> **Task description**
Transcribe exactly the lines that begin the material and continue through the line containing "at the commit.". Leave out whatever follows.

________

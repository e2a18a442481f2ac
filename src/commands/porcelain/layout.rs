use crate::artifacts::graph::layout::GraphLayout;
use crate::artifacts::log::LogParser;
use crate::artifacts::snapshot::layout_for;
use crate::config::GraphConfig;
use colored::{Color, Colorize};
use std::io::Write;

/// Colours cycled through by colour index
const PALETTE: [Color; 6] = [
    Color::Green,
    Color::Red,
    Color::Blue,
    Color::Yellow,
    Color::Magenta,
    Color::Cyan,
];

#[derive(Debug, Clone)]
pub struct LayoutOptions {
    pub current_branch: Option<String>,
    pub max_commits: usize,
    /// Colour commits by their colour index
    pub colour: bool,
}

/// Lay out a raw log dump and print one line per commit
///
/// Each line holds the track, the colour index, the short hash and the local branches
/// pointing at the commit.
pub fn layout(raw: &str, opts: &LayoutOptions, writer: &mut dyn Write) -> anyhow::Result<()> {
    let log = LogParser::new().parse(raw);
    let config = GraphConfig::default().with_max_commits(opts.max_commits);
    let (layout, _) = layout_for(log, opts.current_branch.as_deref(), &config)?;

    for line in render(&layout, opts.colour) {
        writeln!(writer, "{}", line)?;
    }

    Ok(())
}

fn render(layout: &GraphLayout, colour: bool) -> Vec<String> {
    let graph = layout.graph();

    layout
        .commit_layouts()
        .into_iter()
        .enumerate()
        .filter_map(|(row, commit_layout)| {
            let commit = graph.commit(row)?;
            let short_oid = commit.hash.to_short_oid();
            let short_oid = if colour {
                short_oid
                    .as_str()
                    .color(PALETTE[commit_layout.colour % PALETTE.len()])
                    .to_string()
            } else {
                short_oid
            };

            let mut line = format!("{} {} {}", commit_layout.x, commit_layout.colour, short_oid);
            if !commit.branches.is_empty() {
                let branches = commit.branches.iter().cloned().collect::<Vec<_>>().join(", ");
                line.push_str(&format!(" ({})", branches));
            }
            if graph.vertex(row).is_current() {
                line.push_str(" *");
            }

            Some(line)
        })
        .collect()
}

________

> **Response area**
repository e2a18a442481f2ac
filename src/commands/porcelain/layout.rs
use crate::artifacts::graph::layout::GraphLayout;
use crate::artifacts::log::LogParser;
use crate::artifacts::snapshot::layout_for;
use crate::config::GraphConfig;
use colored::{Color, Colorize};
use std::io::Write;

/// Colours cycled through by colour index
const PALETTE: [Color; 6] = [
    Color::Green,
    Color::Red,
    Color::Blue,
    Color::Yellow,
    Color::Magenta,
    Color::Cyan,
];

#[derive(Debug, Clone)]
pub struct LayoutOptions {
    pub current_branch: Option<String>,
    pub max_commits: usize,
    /// Colour commits by their colour index
    pub colour: bool,
}

/// Lay out a raw log dump and print one line per commit
///
/// Each line holds the track, the colour index, the short hash and the local branches
/// pointing at the commit.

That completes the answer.